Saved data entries
#[allow(clippy::unwrap_used)]
fn check_dirent_has_field(cfg_name: &str) {
    // Declare the cfg so `check-cfg` accepts it whether or not it ends up set
    println!("cargo:rustc-check-cfg=cfg({cfg_name})");
    let out = std::env::var("OUT_DIR").unwrap();
    let c_file = format!("check_{cfg_name}.c");
    let src = std::path::PathBuf::from(&out).join(&c_file);

    // `has_<field>` probes `struct dirent` for `<field>`
    let field_name = cfg_name.strip_prefix("has_").unwrap_or(cfg_name);
    assert!(
        field_name.starts_with("d_"),
        "probed fields belong to struct dirent"
    );

    let code = format!(
        "#include <dirent.h>\n#include <stddef.h>\nstatic const size_t off = offsetof(struct dirent, {field_name});\nint main(void) {{ (void)off; return 0; }}\n",
    );
    std::fs::write(&src, code).unwrap();

    let mut build = cc::Build::new();
    build.file(&src).cargo_warnings(false).cargo_output(true);

    // The probe only compiles when the field exists
    if build.try_compile(&c_file).is_ok() {
        println!("cargo:rustc-cfg={cfg_name}");
    }
}

fn main() {
    println!("cargo:rerun-if-changed=build.rs");

    // Without d_type every child of a directory needs an lstat to learn its type
    check_dirent_has_field("has_d_type");
}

Work instruction: Reproduce every entry above without a single alteration.

Answer to the problem:
#[allow(clippy::unwrap_used)]
fn check_dirent_has_field(cfg_name: &str) {
    // Declare the cfg so `check-cfg` accepts it whether or not it ends up set
    println!("cargo:rustc-check-cfg=cfg({cfg_name})");
    let out = std::env::var("OUT_DIR").unwrap();
    let c_file = format!("check_{cfg_name}.c");
    let src = std::path::PathBuf::from(&out).join(&c_file);

    // `has_<field>` probes `struct dirent` for `<field>`
    let field_name = cfg_name.strip_prefix("has_").unwrap_or(cfg_name);
    assert!(
        field_name.starts_with("d_"),
        "probed fields belong to struct dirent"
    );

    let code = format!(
        "#include <dirent.h>\n#include <stddef.h>\nstatic const size_t off = offsetof(struct dirent, {field_name});\nint main(void) {{ (void)off; return 0; }}\n",
    );
    std::fs::write(&src, code).unwrap();

    let mut build = cc::Build::new();
    build.file(&src).cargo_warnings(false).cargo_output(true);

    // The probe only compiles when the field exists
    if build.try_compile(&c_file).is_ok() {
        println!("cargo:rustc-cfg={cfg_name}");
    }
}

fn main() {
    println!("cargo:rerun-if-changed=build.rs");

    // Without d_type every child of a directory needs an lstat to learn its type
    check_dirent_has_field("has_d_type");
}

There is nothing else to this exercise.